> Problem requirements
What is needed is an exact copy of all the lines below.
------------------------------------------------------------------------
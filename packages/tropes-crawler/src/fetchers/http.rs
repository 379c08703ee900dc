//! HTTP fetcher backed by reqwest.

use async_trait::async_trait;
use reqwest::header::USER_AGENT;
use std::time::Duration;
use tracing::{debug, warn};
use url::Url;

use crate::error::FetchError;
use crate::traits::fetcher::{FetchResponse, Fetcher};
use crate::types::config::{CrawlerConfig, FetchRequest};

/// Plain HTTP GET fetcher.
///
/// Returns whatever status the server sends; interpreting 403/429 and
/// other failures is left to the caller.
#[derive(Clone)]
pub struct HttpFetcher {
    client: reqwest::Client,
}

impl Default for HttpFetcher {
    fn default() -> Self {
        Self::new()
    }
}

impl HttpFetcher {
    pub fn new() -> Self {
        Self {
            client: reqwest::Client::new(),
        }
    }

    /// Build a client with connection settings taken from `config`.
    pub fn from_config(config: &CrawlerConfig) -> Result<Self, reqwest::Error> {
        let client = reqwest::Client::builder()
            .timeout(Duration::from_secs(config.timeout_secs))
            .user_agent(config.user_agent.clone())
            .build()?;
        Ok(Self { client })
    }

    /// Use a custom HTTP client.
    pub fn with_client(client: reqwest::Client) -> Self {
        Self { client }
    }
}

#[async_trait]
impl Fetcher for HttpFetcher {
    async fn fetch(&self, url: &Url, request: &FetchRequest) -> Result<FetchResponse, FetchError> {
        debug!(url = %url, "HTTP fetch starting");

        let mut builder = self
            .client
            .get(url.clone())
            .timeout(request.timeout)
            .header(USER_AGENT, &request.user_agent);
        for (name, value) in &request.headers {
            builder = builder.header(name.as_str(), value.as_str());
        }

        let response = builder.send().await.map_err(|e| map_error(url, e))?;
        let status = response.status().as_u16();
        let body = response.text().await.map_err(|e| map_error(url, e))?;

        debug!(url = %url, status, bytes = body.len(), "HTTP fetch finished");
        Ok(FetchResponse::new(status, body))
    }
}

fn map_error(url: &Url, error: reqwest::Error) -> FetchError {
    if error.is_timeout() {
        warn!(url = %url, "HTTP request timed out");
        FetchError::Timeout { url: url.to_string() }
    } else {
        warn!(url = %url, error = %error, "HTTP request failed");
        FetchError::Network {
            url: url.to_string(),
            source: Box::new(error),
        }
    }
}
------------------------------------------------------------------------
> Answer
filename packages/tropes-crawler/src/fetchers/http.rs
repository 379c08703ee900dc
//! HTTP fetcher backed by reqwest.

use async_trait::async_trait;
use reqwest::header::USER_AGENT;
use std::time::Duration;
use tracing::{debug, warn};
use url::Url;

use crate::error::FetchError;
use crate::traits::fetcher::{FetchResponse, Fetcher};
use crate::types::config::{CrawlerConfig, FetchRequest};

/// Plain HTTP GET fetcher.
///
/// Returns whatever status the server sends; interpreting 403/429 and
/// other failures is left to the caller.
#[derive(Clone)]
pub struct HttpFetcher {
    client: reqwest::Client,
}

impl Default for HttpFetcher {
    fn default() -> Self {
        Self::new()
    }
}

impl HttpFetcher {
    pub fn new() -> Self {
        Self {
            client: reqwest::Client::new(),
        }
    }

    /// Build a client with connection settings taken from `config`.
    pub fn from_config(config: &CrawlerConfig) -> Result<Self, reqwest::Error> {
        let client = reqwest::Client::builder()
            .timeout(Duration::from_secs(config.timeout_secs))
            .user_agent(config.user_agent.clone())
            .build()?;
        Ok(Self { client })
    }

    /// Use a custom HTTP client.
    pub fn with_client(client: reqwest::Client) -> Self {
        Self { client }
    }
}

#[async_trait]
impl Fetcher for HttpFetcher {
    async fn fetch(&self, url: &Url, request: &FetchRequest) -> Result<FetchResponse, FetchError> {
        debug!(url = %url, "HTTP fetch starting");

        let mut builder = self
            .client
            .get(url.clone())
            .timeout(request.timeout)
            .header(USER_AGENT, &request.user_agent);
        for (name, value) in &request.headers {
            builder = builder.header(name.as_str(), value.as_str());
        }

        let response = builder.send().await.map_err(|e| map_error(url, e))?;
        let status = response.status().as_u16();
        let body = response.text().await.map_err(|e| map_error(url, e))?;

        debug!(url = %url, status, bytes = body.len(), "HTTP fetch finished");
        Ok(FetchResponse::new(status, body))
    }
}

fn map_error(url: &Url, error: reqwest::Error) -> FetchError {
    if error.is_timeout() {
        warn!(url = %url, "HTTP request timed out");
        FetchError::Timeout { url: url.to_string() }
    } else {
        warn!(url = %url, error = %error, "HTTP request failed");
        FetchError::Network {
            url: url.to_string(),
            source: Box::new(error),
        }
    }
}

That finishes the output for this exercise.